As of Wednesday afternoon, Bitcoin miners have 1.91 million BTC in their wallets, according to IntoTheBlock. Bitcoin miner reserves have been above the 2 million BTC mark—first surpassed on February 19, 2010—for only 46 days since the start of 2022. This illustrates the impact of miners selling their Bitcoin throughout the year, at times selling more in a month than they mined, to compensate for profits that have dwindled as the market has suffered.
IntoTheBlock uses a machine learning algorithm to identify miner wallet addresses and tracks their holdings, including wallets linked to miners or mining pools that accumulate BTC but don’t actively mine it. The aggregate of the BTC held in those wallets makes up the analytics firm’s miner reserve metric.
For reserves to have stayed below the 2 million BTC mark as often as they have this year underscores how dire things have been for the industry. Bitcoin miner reserves initially took a dive below 2 million in July last year on news of the mining crackdown in China, but that figure later bounced back.
The pain this year has been more drawn out.

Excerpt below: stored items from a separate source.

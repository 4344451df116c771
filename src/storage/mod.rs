//! # Storage Module
//!
//! The persistence layer: a key-value primitive ([`KeyValueStore`]) with
//! in-memory and file-backed implementations, and the [`Database`] handle
//! that layers the app's five JSON collections on top of it.

pub mod database;
pub mod kv;

pub use database::{keys, Database, SEED_ADMIN, SEED_TECH};
pub use kv::{FileStore, KeyValueStore, MemoryStore};
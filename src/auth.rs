//! # Auth Module
//!
//! Session handling for the app shell. A session is nothing more than the
//! logged-in user's id persisted under one key; restoring a session re-reads
//! the user record, and a dangling id silently falls back to signed-out.
//!
//! ## Session Lifecycle
//!
//! ```text
//! ┌─────────────────────────────────────────────────────────────────────────┐
//! │                        SESSION LIFECYCLE                                │
//! ├─────────────────────────────────────────────────────────────────────────┤
//! │                                                                         │
//! │   app start                                                             │
//! │      │                                                                  │
//! │      ▼                                                                  │
//! │   load() ── stored user id? ──► get_user(id) ──► Authenticated(user)   │
//! │      │            │                   │                                 │
//! │      │            no                  user gone (dangling id)           │
//! │      │            ▼                   ▼                                 │
//! │      └──────► Unauthenticated ◄───────┘                                 │
//! │                                                                         │
//! │   login(username, password)                                             │
//! │      │  username matched case-insensitively, password exactly           │
//! │      ├─ match ──► persist id ──► Authenticated(user) ──► Success        │
//! │      └─ no match ──► Failure { message }   (never an Err)               │
//! │                                                                         │
//! │   logout() ──► remove stored id ──► Unauthenticated                     │
//! │                                                                         │
//! └─────────────────────────────────────────────────────────────────────────┘
//! ```
//!
//! Bad credentials are an outcome, not an error: only storage failures
//! surface as `Err`.

use std::sync::Arc;

use parking_lot::RwLock;

use crate::error::{Error, Result};
use crate::storage::Database;
use crate::users::{User, UserUpdate};

/// Storage key holding the logged-in user's id
pub const SESSION_KEY: &str = "fieldwork.session.userId";

/// What the shell knows about the session
#[derive(Debug, Clone, PartialEq)]
pub enum AuthState {
    /// Session restore has not run yet (the shell shows a splash)
    Loading,
    /// A user is signed in
    Authenticated(User),
    /// No session
    Unauthenticated,
}

/// Result of a login attempt
///
/// `Failure` carries the message the login screen shows; it is deliberately
/// the same for an unknown username and a wrong password.
#[derive(Debug, Clone, PartialEq)]
pub enum LoginOutcome {
    /// Credentials matched
    Success(User),
    /// Credentials did not match
    Failure {
        /// User-facing message
        message: String,
    },
}

/// Session service over the database and its store
pub struct AuthService {
    database: Arc<Database>,
    state: RwLock<AuthState>,
}

impl AuthService {
    /// Create the service in the `Loading` state. Call [`load`](Self::load)
    /// next to restore any persisted session.
    pub fn new(database: Arc<Database>) -> Self {
        Self {
            database,
            state: RwLock::new(AuthState::Loading),
        }
    }

    /// Current session state
    pub fn state(&self) -> AuthState {
        self.state.read().clone()
    }

    /// The signed-in user, if any
    pub fn current_user(&self) -> Option<User> {
        match &*self.state.read() {
            AuthState::Authenticated(user) => Some(user.clone()),
            _ => None,
        }
    }

    /// Restore a persisted session.
    ///
    /// A stored id whose user no longer exists (or fails to parse) resolves
    /// to `Unauthenticated`, never an error: the user just signs in again.
    pub async fn load(&self) -> Result<AuthState> {
        let store = self.database.store();
        let state = match store.get(SESSION_KEY).await? {
            Some(raw) => match raw.parse::<i64>() {
                Ok(id) => match self.database.get_user(id).await? {
                    Some(user) => AuthState::Authenticated(user),
                    None => {
                        tracing::warn!(id, "Stored session points at a deleted user");
                        store.remove(SESSION_KEY).await?;
                        AuthState::Unauthenticated
                    }
                },
                Err(_) => {
                    store.remove(SESSION_KEY).await?;
                    AuthState::Unauthenticated
                }
            },
            None => AuthState::Unauthenticated,
        };

        *self.state.write() = state.clone();
        Ok(state)
    }

    /// Attempt a login. Username matches case-insensitively, the password
    /// must match exactly. On success the session is persisted.
    pub async fn login(&self, username: &str, password: &str) -> Result<LoginOutcome> {
        let user = self.database.find_user_by_username(username).await?;

        match user {
            Some(user) if user.password == password => {
                self.database
                    .store()
                    .set(SESSION_KEY, &user.id.to_string())
                    .await?;
                *self.state.write() = AuthState::Authenticated(user.clone());
                tracing::info!(id = user.id, username = %user.username, "Logged in");
                Ok(LoginOutcome::Success(user))
            }
            _ => {
                tracing::info!(username, "Login failed");
                Ok(LoginOutcome::Failure {
                    message: "Invalid username or password.".into(),
                })
            }
        }
    }

    /// Sign out and clear the persisted session
    pub async fn logout(&self) -> Result<()> {
        self.database.store().remove(SESSION_KEY).await?;
        *self.state.write() = AuthState::Unauthenticated;
        tracing::info!("Logged out");
        Ok(())
    }

    /// Update the signed-in user's profile and refresh the session copy
    pub async fn update_profile(&self, update: UserUpdate) -> Result<User> {
        let current = self.current_user().ok_or(Error::NotAuthenticated)?;
        let updated = self.database.update_user(current.id, update).await?;
        *self.state.write() = AuthState::Authenticated(updated.clone());
        Ok(updated)
    }

    /// Re-read the signed-in user from storage (e.g. after an admin edit
    /// from another screen). A deleted user drops the session.
    pub async fn refresh(&self) -> Result<AuthState> {
        let current = match self.current_user() {
            Some(user) => user,
            None => return Ok(self.state()),
        };

        let state = match self.database.get_user(current.id).await? {
            Some(user) => AuthState::Authenticated(user),
            None => {
                self.database.store().remove(SESSION_KEY).await?;
                AuthState::Unauthenticated
            }
        };

        *self.state.write() = state.clone();
        Ok(state)
    }
}

// ============================================================================
// TESTS
// ============================================================================
//! # Error Handling
//!
//! This module provides the error types for Fieldwork Core.
//!
//! ## Error Hierarchy
//!
//! ```text
//! ┌─────────────────────────────────────────────────────────────────────────┐
//! │                           ERROR HIERARCHY                               │
//! ├─────────────────────────────────────────────────────────────────────────┤
//! │                                                                         │
//! │  Error (top-level)                                                     │
//! │  │                                                                      │
//! │  ├── User Errors                                                       │
//! │  │   ├── UserNotFound          - No user with that id                  │
//! │  │   ├── UsernameTaken         - Username already registered           │
//! │  │   └── NotAuthenticated      - No active session                     │
//! │  │                                                                      │
//! │  ├── Mission Errors                                                    │
//! │  │   └── MissionNotFound       - No mission with that id               │
//! │  │                                                                      │
//! │  ├── Storage Errors                                                    │
//! │  │   ├── StorageReadError      - Failed to read from storage           │
//! │  │   ├── StorageWriteError     - Failed to write to storage            │
//! │  │   ├── SerializationError    - Failed to serialize a collection      │
//! │  │   └── DeserializationError  - Failed to parse a collection          │
//! │  │                                                                      │
//! │  ├── Friend Errors                                                     │
//! │  │   ├── AlreadyFriends        - A conversation already links the pair │
//! │  │   ├── RequestPending        - Friend request already pending        │
//! │  │   ├── RequestNotFound       - Friend request not found              │
//! │  │   └── CannotAddSelf         - Request sent to own account           │
//! │  │                                                                      │
//! │  └── Message Errors                                                    │
//! │      └── ConversationNotFound  - Conversation doesn't exist            │
//! │                                                                         │
//! └─────────────────────────────────────────────────────────────────────────┘
//! ```
//!
//! Failed login is deliberately NOT an error: [`crate::auth::AuthService::login`]
//! returns a [`crate::auth::LoginOutcome`] so bad credentials never surface as
//! an `Err`. Only storage failures do.

use thiserror::Error;

/// Result type alias for Fieldwork Core operations
pub type Result<T> = std::result::Result<T, Error>;

/// Main error type for Fieldwork Core
///
/// Variants are categorized by module/domain so the app shell can map them
/// to alert messages without string matching.
#[derive(Error, Debug)]
pub enum Error {
    // ========================================================================
    // User Errors (200-299)
    // ========================================================================

    /// No user with the given id
    #[error("User {0} not found.")]
    UserNotFound(i64),

    /// Username already registered (usernames are case-insensitive)
    #[error("Username '{0}' is already taken.")]
    UsernameTaken(String),

    /// Operation requires an authenticated session
    #[error("Not authenticated.")]
    NotAuthenticated,

    // ========================================================================
    // Mission Errors (300-399)
    // ========================================================================

    /// No mission with the given id
    #[error("Mission {0} not found.")]
    MissionNotFound(i64),

    // ========================================================================
    // Storage Errors (400-499)
    // ========================================================================

    /// Failed to read from the key-value store
    #[error("Failed to read from storage: {0}")]
    StorageReadError(String),

    /// Failed to write to the key-value store
    #[error("Failed to write to storage: {0}")]
    StorageWriteError(String),

    /// Failed to serialize a collection
    #[error("Serialization error: {0}")]
    SerializationError(String),

    /// Failed to parse a stored collection
    #[error("Deserialization error: {0}")]
    DeserializationError(String),

    // ========================================================================
    // Friend Errors (600-699)
    // ========================================================================

    /// A conversation already exists between the two users
    #[error("Already friends with this user.")]
    AlreadyFriends,

    /// A friend request between the pair is already pending
    #[error("A friend request is already pending for this user.")]
    RequestPending,

    /// Friend request not found
    #[error("Friend request not found.")]
    RequestNotFound,

    /// Cannot send a request to your own account
    #[error("Cannot send a friend request to yourself.")]
    CannotAddSelf,

    // ========================================================================
    // Message Errors (700-799)
    // ========================================================================

    /// Conversation not found
    #[error("Conversation not found.")]
    ConversationNotFound,

    // ========================================================================
    // Internal Errors (900-999)
    // ========================================================================

    /// Internal error (should not happen in normal operation)
    #[error("Internal error: {0}")]
    Internal(String),
}

impl Error {
    /// Get the numeric error code for the app boundary
    ///
    /// Error codes are organized by category:
    /// - 200-299: Users
    /// - 300-399: Missions
    /// - 400-499: Storage
    /// - 600-699: Friends
    /// - 700-799: Messages
    /// - 900-999: Internal
    pub fn code(&self) -> i32 {
        match self {
            // Users (200-299)
            Error::UserNotFound(_) => 200,
            Error::UsernameTaken(_) => 201,
            Error::NotAuthenticated => 202,

            // Missions (300-399)
            Error::MissionNotFound(_) => 300,

            // Storage (400-499)
            Error::StorageReadError(_) => 400,
            Error::StorageWriteError(_) => 401,
            Error::SerializationError(_) => 402,
            Error::DeserializationError(_) => 403,

            // Friends (600-699)
            Error::AlreadyFriends => 600,
            Error::RequestPending => 601,
            Error::RequestNotFound => 602,
            Error::CannotAddSelf => 603,

            // Messages (700-799)
            Error::ConversationNotFound => 700,

            // Internal (900-999)
            Error::Internal(_) => 900,
        }
    }

    /// Check if this error is a domain conflict (shown as-is to the user)
    /// rather than a storage/internal failure (shown as a generic alert).
    pub fn is_conflict(&self) -> bool {
        matches!(
            self,
            Error::UsernameTaken(_)
                | Error::AlreadyFriends
                | Error::RequestPending
                | Error::CannotAddSelf
        )
    }
}

// ============================================================================
// ERROR CONVERSIONS
// ============================================================================

impl From<serde_json::Error> for Error {
    fn from(err: serde_json::Error) -> Self {
        if err.is_data() || err.is_syntax() || err.is_eof() {
            Error::DeserializationError(err.to_string())
        } else {
            Error::SerializationError(err.to_string())
        }
    }
}

// ============================================================================
// TESTS
// ============================================================================

#[cfg(test)]
mod tests {
    use super::*;

    #[test]
    fn test_error_codes() {
        assert_eq!(Error::UserNotFound(1).code(), 200);
        assert_eq!(Error::MissionNotFound(1).code(), 300);
        assert_eq!(Error::StorageReadError("test".into()).code(), 400);
        assert_eq!(Error::AlreadyFriends.code(), 600);
        assert_eq!(Error::ConversationNotFound.code(), 700);
        assert_eq!(Error::Internal("test".into()).code(), 900);
    }

    #[test]
    fn test_conflict_errors() {
        assert!(Error::RequestPending.is_conflict());
        assert!(Error::UsernameTaken("admin".into()).is_conflict());
        assert!(!Error::StorageReadError("disk".into()).is_conflict());
    }

    #[test]
    fn test_serde_error_conversion() {
        let err = serde_json::from_str::<Vec<i64>>("not json").unwrap_err();
        let converted: Error = err.into();
        assert_eq!(converted.code(), 403);
    }
}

Companies that borrowed millions against their mining equipment, like CleanSpark and Argo, have seen month after month of losses.
Last month alone, Compute North filed for bankruptcy, Iris Energy sold $100 million in equity to generate some cash, Compass Mining shut down its Georgia operations and one of the largest Bitcoin mining pools, Poolin, froze withdrawals.
The last time that miner reserves were this low was a very different time for Bitcoin. In 2010, the cryptocurrency had only been released as open-source software a year prior, a few months after creator Satoshi Nakamoto published a white paper describing how the peer-to-peer electronic cash worked.
Bitcoin was first exchanged for U.S. dollars in 2009 on the New Liberty Standard Exchange, when $5.21 could buy 5,050 BTC. At today’s prices, that amount of BTC would be worth almost $97 million.
The Bitcoin mining industry was in its infancy, too. Computer programmer Hal Finney received the world’s first Bitcoin mining reward of 10 BTC for mining block-70 on January 12, 2009. And for a while, miner reserves represented a sizable share of the Bitcoin that was in circulation.
On the day when miner reserves first surpassed 2 million in February 2010, for example, miners held one in every five Bitcoin that had ever been created. Bitcoin miners’ share of coins in circulation has now dipped below 10%.